Working data.
──────

//! Configuration field declarations
//!
//! A [`ConfigField`] is the declaration of one configuration variable: its
//! name, the kinds of value it accepts, an optional default and the
//! `required` / `locked` flags. Fields are validated when built and again on
//! every mutation, so a field that exists is always well formed.

use super::kind::{DataType, FieldKind, UnknownDatatype, type_name};
use indexmap::IndexMap;
use serde::Serialize;
use serde_json::Value;
use std::collections::BTreeSet;
use std::hash::{Hash, Hasher};

/// Minimum length of a field name.
pub const MIN_NAME_LENGTH: usize = 3;

/// Errors raised while declaring or mutating a field.
#[non_exhaustive]
#[derive(Debug, Clone, PartialEq, thiserror::Error)]
pub enum FieldError {
	#[error("Config field - `{attr}` must be at least 3 characters in length. Got '{value}'.")]
	NameLength { attr: &'static str, value: String },

	#[error("Config field - `{attr}` cannot begin with a digit. Got '{value}'.")]
	NameStartsWithDigit { attr: &'static str, value: String },

	#[error("Config field - `{attr}` cannot contain illegal characters: {chars}. Got '{value}'.")]
	NameIllegalChars {
		attr: &'static str,
		chars: String,
		value: String,
	},

	#[error(
		"Config field - `{field}` attribute `{attr}` must be of type `{expected}`. Got {value} ({actual}) instead."
	)]
	TypeMismatch {
		field: String,
		attr: String,
		expected: &'static str,
		value: Value,
		actual: &'static str,
	},

	#[error(
		"Config field - `{field}` is of type `{datatype}` but has an inappropriate default value of `{value}` ({actual})."
	)]
	BadDefault {
		field: String,
		datatype: DataType,
		value: Value,
		actual: &'static str,
	},

	#[error("Config field - `{field}` has an invalid datatype: {source}")]
	InvalidDatatype {
		field: String,
		#[source]
		source: UnknownDatatype,
	},

	#[error("Config field - no attribute named '{0}'.")]
	UnknownAttribute(String),
}

/// Check a variable name against the naming rule.
///
/// Names need at least three characters, must not start with a digit and may
/// only contain `A-Z`, `0-9` and `_`. The checks run in that order.
pub fn validate_name(attr: &'static str, name: &str) -> Result<(), FieldError> {
	if name.chars().count() < MIN_NAME_LENGTH {
		return Err(FieldError::NameLength {
			attr,
			value: name.to_string(),
		});
	}

	if name.starts_with(|c: char| c.is_ascii_digit()) {
		return Err(FieldError::NameStartsWithDigit {
			attr,
			value: name.to_string(),
		});
	}

	let illegal: BTreeSet<char> = name
		.chars()
		.filter(|c| !(c.is_ascii_uppercase() || c.is_ascii_digit() || *c == '_'))
		.collect();
	if !illegal.is_empty() {
		let chars: Vec<String> = illegal.iter().map(char::to_string).collect();
		return Err(FieldError::NameIllegalChars {
			attr,
			chars: chars.join(", "),
			value: name.to_string(),
		});
	}

	Ok(())
}

pub fn is_valid_var_name(name: &str) -> bool {
	validate_name("name", name).is_ok()
}

/// Declaration of a configuration variable.
#[derive(Debug, Clone, Serialize)]
pub struct ConfigField {
	name: String,
	alt_name: Option<String>,
	datatype: DataType,
	required: bool,
	default: Option<Value>,
	locked: bool,
	metadata: IndexMap<String, Value>,
}

impl ConfigField {
	/// Declare a field with no default. Its datatype is `str`.
	///
	/// # Examples
	///
	/// ```
	/// use stratum_conf::config::field::ConfigField;
	///
	/// let field = ConfigField::new("DATABASE_URL").unwrap();
	/// assert_eq!(field.external_name(), "database_url");
	/// assert!(ConfigField::new("db").is_err());
	/// ```
	pub fn new(name: impl Into<String>) -> Result<Self, FieldError> {
		Self::builder(name).build()
	}

	pub fn builder(name: impl Into<String>) -> ConfigFieldBuilder {
		ConfigFieldBuilder::new(name)
	}

	pub fn name(&self) -> &str {
		&self.name
	}

	pub fn alt_name(&self) -> Option<&str> {
		self.alt_name.as_deref()
	}

	pub fn datatype(&self) -> &DataType {
		&self.datatype
	}

	pub fn required(&self) -> bool {
		self.required
	}

	pub fn default(&self) -> Option<&Value> {
		self.default.as_ref()
	}

	pub fn locked(&self) -> bool {
		self.locked
	}

	pub fn metadata(&self) -> &IndexMap<String, Value> {
		&self.metadata
	}

	/// Key under which resolved values are exposed: the alternate name if
	/// present, else the declared name, lower-cased.
	pub fn external_name(&self) -> String {
		self.alt_name.as_deref().unwrap_or(&self.name).to_lowercase()
	}

	/// Whether `value` has one of the kinds this field accepts.
	pub fn validate_value(&self, value: &Value) -> bool {
		self.datatype.matches(value)
	}

	/// Coerce `value` into `as_type`, or into this field's datatype when no
	/// type is given. `None` signals that no accepted kind could be built.
	pub fn cast_value(&self, value: &Value, as_type: Option<&DataType>) -> Option<Value> {
		as_type.unwrap_or(&self.datatype).cast(value)
	}

	/// Re-run the declaration checks.
	pub fn validate(&self) -> Result<(), FieldError> {
		validate_name("name", &self.name)?;
		if let Some(alt_name) = &self.alt_name {
			validate_name("alt_name", alt_name)?;
		}
		if let Some(default) = &self.default
			&& !self.datatype.matches(default)
		{
			return Err(FieldError::BadDefault {
				field: self.name.clone(),
				datatype: self.datatype.clone(),
				value: default.clone(),
				actual: type_name(default),
			});
		}
		Ok(())
	}

	pub fn is_valid(&self) -> bool {
		self.validate().is_ok()
	}

	/// Update one attribute by name and re-validate the whole field. On
	/// failure the field is left unchanged.
	///
	/// `datatype` accepts the same shorthand as declarations (`"int"`,
	/// `["int", "bool"]`).
	///
	/// # Examples
	///
	/// ```
	/// use serde_json::json;
	/// use stratum_conf::config::field::ConfigField;
	///
	/// let mut field = ConfigField::new("PORT").unwrap();
	/// field.set("datatype", json!("int")).unwrap();
	/// field.set("default", json!(8080)).unwrap();
	/// assert!(field.set("default", json!("8080")).is_err());
	/// assert!(field.set("colour", json!("red")).is_err());
	/// ```
	pub fn set(&mut self, attr: &str, value: Value) -> Result<(), FieldError> {
		let updated = self.to_builder().attr(attr, value)?.build()?;
		*self = updated;
		Ok(())
	}

	/// Copy of this field with `locked` cleared.
	pub fn unlocked(&self) -> Self {
		Self {
			locked: false,
			..self.clone()
		}
	}

	fn to_builder(&self) -> ConfigFieldBuilder {
		ConfigFieldBuilder {
			name: self.name.clone(),
			alt_name: self.alt_name.clone(),
			datatype: Some(self.datatype.clone()),
			required: self.required,
			default: self.default.clone(),
			locked: self.locked,
			metadata: self.metadata.clone(),
		}
	}
}

impl PartialEq for ConfigField {
	fn eq(&self, other: &Self) -> bool {
		self.name.eq_ignore_ascii_case(&other.name)
	}
}

impl Eq for ConfigField {}

impl Hash for ConfigField {
	fn hash<H: Hasher>(&self, state: &mut H) {
		self.name.to_ascii_lowercase().hash(state);
	}
}

/// Builder for [`ConfigField`]. Validation happens in [`build`](Self::build).
#[derive(Debug, Clone)]
pub struct ConfigFieldBuilder {
	name: String,
	alt_name: Option<String>,
	datatype: Option<DataType>,
	required: bool,
	default: Option<Value>,
	locked: bool,
	metadata: IndexMap<String, Value>,
}

impl ConfigFieldBuilder {
	pub fn new(name: impl Into<String>) -> Self {
		Self {
			name: name.into(),
			alt_name: None,
			datatype: None,
			required: false,
			default: None,
			locked: false,
			metadata: IndexMap::new(),
		}
	}

	pub fn datatype(mut self, datatype: impl Into<DataType>) -> Self {
		self.datatype = Some(datatype.into());
		self
	}

	pub fn alt_name(mut self, alt_name: impl Into<String>) -> Self {
		self.alt_name = Some(alt_name.into());
		self
	}

	pub fn required(mut self, required: bool) -> Self {
		self.required = required;
		self
	}

	pub fn default_value(mut self, default: impl Into<Value>) -> Self {
		self.default = Some(default.into());
		self
	}

	pub fn locked(mut self, locked: bool) -> Self {
		self.locked = locked;
		self
	}

	pub fn metadata(mut self, key: impl Into<String>, value: impl Into<Value>) -> Self {
		self.metadata.insert(key.into(), value.into());
		self
	}

	/// Set an attribute from a raw value, checking its shape.
	pub fn attr(mut self, attr: &str, value: Value) -> Result<Self, FieldError> {
		match attr {
			"name" => self.name = self.expect_str(attr, value)?,
			"alt_name" => {
				self.alt_name = match value {
					Value::Null => None,
					other => {
						let alt_name = self.expect_str(attr, other)?;
						(!alt_name.is_empty()).then_some(alt_name)
					}
				}
			}
			"datatype" => {
				let datatype =
					DataType::parse_spec(&value).map_err(|source| FieldError::InvalidDatatype {
						field: self.name.clone(),
						source,
					})?;
				self.datatype = Some(datatype);
			}
			"required" => self.required = self.expect_bool(attr, value)?,
			"default" => self.default = (!value.is_null()).then_some(value),
			"locked" => self.locked = self.expect_bool(attr, value)?,
			"metadata" => match value {
				Value::Object(map) => self.metadata = map.into_iter().collect(),
				other => return Err(self.mismatch(attr, "mapping", other)),
			},
			_ => return Err(FieldError::UnknownAttribute(attr.to_string())),
		}
		Ok(self)
	}

	/// Validate and produce the field.
	///
	/// Without an explicit datatype, the datatype is inferred from the
	/// default, falling back to `str`.
	pub fn build(self) -> Result<ConfigField, FieldError> {
		let datatype = match (self.datatype, &self.default) {
			(Some(datatype), _) => datatype,
			(None, Some(default)) => match FieldKind::of(default) {
				Some(kind) => DataType::Single(kind),
				None => {
					return Err(FieldError::BadDefault {
						field: self.name,
						datatype: DataType::default(),
						value: default.clone(),
						actual: type_name(default),
					});
				}
			},
			(None, None) => DataType::default(),
		};

		let field = ConfigField {
			name: self.name,
			alt_name: self.alt_name,
			datatype,
			required: self.required,
			default: self.default,
			locked: self.locked,
			metadata: self.metadata,
		};
		field.validate()?;
		Ok(field)
	}

	fn expect_str(&self, attr: &str, value: Value) -> Result<String, FieldError> {
		match value {
			Value::String(s) => Ok(s),
			other => Err(self.mismatch(attr, "str", other)),
		}
	}

	fn expect_bool(&self, attr: &str, value: Value) -> Result<bool, FieldError> {
		match value {
			Value::Bool(b) => Ok(b),
			other => Err(self.mismatch(attr, "bool", other)),
		}
	}

	fn mismatch(&self, attr: &str, expected: &'static str, value: Value) -> FieldError {
		FieldError::TypeMismatch {
			field: self.name.clone(),
			attr: attr.to_string(),
			expected,
			actual: type_name(&value),
			value,
		}
	}
}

──────

Exercise instructions.
In the listing above, find every line with the word "when" and copy it.

Answer space.
//! `required` / `locked` flags. Fields are validated when built and again on
	/// Coerce `value` into `as_type`, or into this field's datatype when no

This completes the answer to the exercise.